Discovering head lice can be unsettling for parents, often leading to immediate questions about school attendance. Head lice are tiny insects living on human hair, feeding on small amounts of blood from the scalp. These infestations are common, particularly among school-aged children, and are manageable. Head lice do not transmit diseases, making them a social and personal concern rather than a public health threat.
Understanding School Policies
A child’s ability to attend school with head lice depends on the school’s specific policy, which varies significantly. Historically, many schools implemented “no-nit” policies, requiring children to be completely free of nits (lice eggs) before returning to class. This approach aimed to prevent further spread.
However, public health organizations, including the Centers for Disease Control and Prevention (CDC) and the American Academy of Pediatrics (AAP), no longer recommend “no-nit” policies. They argue that excluding children for nits, which are not transmissible, leads to unnecessary absenteeism and negatively impacts a child’s education. Nits alone do not indicate an active infestation.
A shift towards “lice exclusion” or “head check” policies is becoming more common. Children may return to school after initial treatment, even if some nits remain. These policies focus on ensuring no live lice are present, as live lice are the primary means of transmission through direct head-to-head contact. Parents should contact their child’s school to understand the specific guidelines.
Identifying and Treating Lice
Confirming a head lice infestation involves looking for lice, their eggs (nits), or immature lice called nymphs. Adult head lice are about the size of a sesame seed, tan or grayish-white, and move quickly. Nymphs are smaller versions of adult lice.
Nits are tiny, oval-shaped eggs, firmly attached to the hair shaft near the scalp. Nits are often mistaken for dandruff but cannot be easily flicked off. An itchy scalp, an allergic reaction to louse saliva, is a common sign, though itching may not begin immediately.
Treatment typically involves over-the-counter (OTC) or prescription medicated shampoos or lotions. Common OTC treatments contain ingredients like permethrin or pyrethrin. Follow product instructions carefully, including application time and whether a second treatment is necessary, usually 7 to 10 days later, to kill newly hatched nymphs. A second application is often needed as some products may not kill all nits.
Manual removal of nits with a fine-toothed nit comb is a critical part of the treatment process. This involves dividing hair into small sections and systematically combing from the scalp to the ends, wiping the comb clean after each pass. This meticulous combing removes both live lice and nits, which are cemented to the hair shaft and difficult to dislodge.

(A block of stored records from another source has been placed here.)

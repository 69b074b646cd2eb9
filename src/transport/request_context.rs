//! Script-Level Request Context transport.
//!
//! Same network identity as the browser session (user agent, locale,
//! headers, cookie jar) but nothing is ever rendered.

use std::sync::Arc;

use async_trait::async_trait;
use reqwest::Client;
use reqwest::cookie::Jar;
use tracing::{debug, info, instrument};

use crate::config::HttpTimeouts;
use crate::user_agent::DESKTOP_USER_AGENT;

use super::hardened::accept_document;
use super::headers;
use super::http_client::{ClientSpec, build_http_client, content_type_of};
use super::{FetchRequest, Transport, TransportError, TransportKind};

const NAME: &str = "request-context";

/// Bodies above this size are accepted even with an unexpected content type.
const MIN_DOCUMENT_BYTES: usize = 1024;

struct Session {
    client: Client,
}

pub struct RequestContextTransport {
    timeouts: HttpTimeouts,
    referer: String,
    session: Option<Session>,
}

impl RequestContextTransport {
    /// Creates the transport. `referer` is primed once per session for cookies.
    ///
    /// # Errors
    ///
    /// Returns [`TransportError::Unavailable`] when the HTTP client cannot be built.
    pub fn new(timeouts: HttpTimeouts, referer: impl Into<String>) -> Result<Self, TransportError> {
        // Fail early so the orchestrator never holds a transport that cannot open.
        build_client(timeouts)?;
        Ok(Self {
            timeouts,
            referer: referer.into(),
            session: None,
        })
    }

    async fn ensure_open(&mut self) -> Result<&Session, TransportError> {
        if self.session.is_none() {
            let client = build_client(self.timeouts)?;
            prime_cookies(&client, &self.referer).await;
            self.session = Some(Session { client });
        }
        self.session
            .as_ref()
            .ok_or_else(|| TransportError::unavailable(NAME, "session not open"))
    }
}

fn build_client(timeouts: HttpTimeouts) -> Result<Client, TransportError> {
    build_http_client(&ClientSpec {
        transport: NAME,
        user_agent: DESKTOP_USER_AGENT.to_string(),
        timeouts,
        default_headers: headers::to_header_map(&headers::identity_headers()),
        cookie_jar: Some(Arc::new(Jar::default())),
    })
}

/// GETs the referer page purely to collect cookies. Advisory.
async fn prime_cookies(client: &Client, referer: &str) -> bool {
    match client.get(referer).send().await {
        Ok(response) => {
            debug!(referer, status = response.status().as_u16(), "primed cookies");
            true
        }
        Err(error) => {
            debug!(referer, error = %error, "cookie priming failed; continuing");
            false
        }
    }
}

#[async_trait]
impl Transport for RequestContextTransport {
    fn kind(&self) -> TransportKind {
        TransportKind::RequestContext
    }

    #[instrument(skip(self), fields(transport = NAME))]
    async fn scan(&mut self, page_url: &str) -> Result<String, TransportError> {
        let referer = self.referer.clone();
        let session = self.ensure_open().await?;
        let response = session
            .client
            .get(page_url)
            .headers(headers::to_header_map(&headers::page_headers(Some(&referer))))
            .send()
            .await
            .map_err(|e| TransportError::network(page_url, e))?;

        let status = response.status();
        if !status.is_success() {
            return Err(TransportError::http_status(page_url, status.as_u16()));
        }

        let body = response
            .text()
            .await
            .map_err(|e| TransportError::network(page_url, e))?;
        info!(bytes = body.len(), "request-context scan succeeded");
        Ok(body)
    }

    #[instrument(skip(self, request), fields(transport = NAME, url = %request.url))]
    async fn fetch(&mut self, request: &FetchRequest) -> Result<Vec<u8>, TransportError> {
        let session = self.ensure_open().await?;
        let response = session
            .client
            .get(&request.url)
            .headers(headers::to_header_map(&headers::document_headers(
                &request.referer,
            )))
            .send()
            .await
            .map_err(|e| TransportError::network(&request.url, e))?;

        let status = response.status();
        if !status.is_success() {
            return Err(TransportError::http_status(&request.url, status.as_u16()));
        }
        let content_type = content_type_of(&response);
        let bytes = response
            .bytes()
            .await
            .map_err(|e| TransportError::network(&request.url, e))?;
        accept_document(&request.url, &content_type, bytes.to_vec(), MIN_DOCUMENT_BYTES)
    }

    async fn close(&mut self) {
        if self.session.take().is_some() {
            debug!("closed request-context session");
        }
    }
}
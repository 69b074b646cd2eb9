//! ZIP (DEFLATE) packaging of downloaded documents.

use std::io::{Cursor, Write};

use thiserror::Error;
use tracing::debug;
use zip::ZipWriter;
use zip::write::SimpleFileOptions;

use crate::links::UniqueNames;

#[derive(Debug, Error)]
pub enum ArchiveError {
    #[error("zip error: {0}")]
    Zip(#[from] zip::result::ZipError),

    #[error("failed to write archive entry {name}: {source}")]
    Io {
        name: String,
        #[source]
        source: std::io::Error,
    },
}

/// Builds an in-memory ZIP from `(filename, bytes)` pairs in order.
///
/// A name already present in the archive is renamed `name_2.ext`,
/// `name_3.ext`, ...; entries are never overwritten.
///
/// # Errors
///
/// Returns [`ArchiveError`] if the zip writer fails.
pub fn build_archive(files: &[(String, Vec<u8>)]) -> Result<Vec<u8>, ArchiveError> {
    let options = SimpleFileOptions::default().compression_method(zip::CompressionMethod::Deflated);
    let mut writer = ZipWriter::new(Cursor::new(Vec::new()));
    let mut names = UniqueNames::new();

    for (filename, bytes) in files {
        let name = names.claim(filename);
        if &name != filename {
            debug!(requested = %filename, stored = %name, "renamed colliding archive entry");
        }
        writer.start_file(name.as_str(), options)?;
        writer
            .write_all(bytes)
            .map_err(|source| ArchiveError::Io { name, source })?;
    }

    let cursor = writer.finish()?;
    Ok(cursor.into_inner())
}
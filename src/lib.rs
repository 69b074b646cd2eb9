//! CPD Harvester Library
//!
//! Scans a document-index page for PDF links, flags the ones that look
//! English, fetches them through a ranked chain of fallback transports, and
//! packages the results as a ZIP archive. A separate metadata module infers
//! year, country and region for a downloaded document.
//!
//! # Architecture
//!
//! The library is organized into the following modules:
//! - [`text`] - Unicode folding and whole-token matching
//! - [`links`] - link extraction, English classification, output names
//! - [`transport`] - browser, request-context, hardened HTTP and mirror strategies
//! - [`fetch`] - fallback orchestration, retry policy, batch downloads
//! - [`archive`] - ZIP packaging with collision renaming
//! - [`metadata`] - year / country / region inference
//! - [`config`] - runtime settings and the TOML config file

// Clippy lints - strict for library code
#![deny(clippy::unwrap_used)]
#![deny(clippy::expect_used)]
#![warn(clippy::pedantic)]
#![allow(clippy::module_name_repetitions)]

pub mod archive;
pub mod config;
pub mod fetch;
pub mod links;
pub mod metadata;
pub mod text;
pub mod transport;
pub mod user_agent;

// Re-export commonly used types
pub use archive::{ArchiveError, build_archive};
pub use config::{
    BrowserSettings, DEFAULT_ARCHIVE_NAME, DEFAULT_PAGE_URL, FileConfig, HardenedSettings,
    HarvestConfig, HttpTimeouts,
};
pub use fetch::{
    BatchProgress, BatchReport, DownloadFailure, DownloadOptions, DownloadResult, FetchError,
    FetchOrchestrator, download_batch, scan_page,
};
pub use links::{ClassifiedLink, LinkRecord, is_english, select_for_download};
pub use metadata::{DocumentMetadata, detect_country, detect_region, detect_year, extract_metadata};
pub use transport::{FetchRequest, Transport, TransportError, TransportKind};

Preventing Future Infestations
Preventing future head lice infestations involves minimizing head-to-head contact, the most common way lice spread. Children should avoid close physical contact during play, sports, or other activities where heads might touch. Sharing personal items that contact the head, such as hats, scarves, combs, brushes, and hair accessories, should also be avoided.
Regularly checking all family members for lice, especially those with close contact to an infested individual, helps detect new infestations early. If an infestation is found, treat all infested individuals in the household simultaneously to prevent re-infestation. Good hygiene does not prevent head lice, as lice infest clean or unwashed hair equally. Cleaning infested items, such as washing clothing and bedding in hot water and drying on high heat, or vacuuming furniture, can reduce spread, though lice cannot survive long off a human host.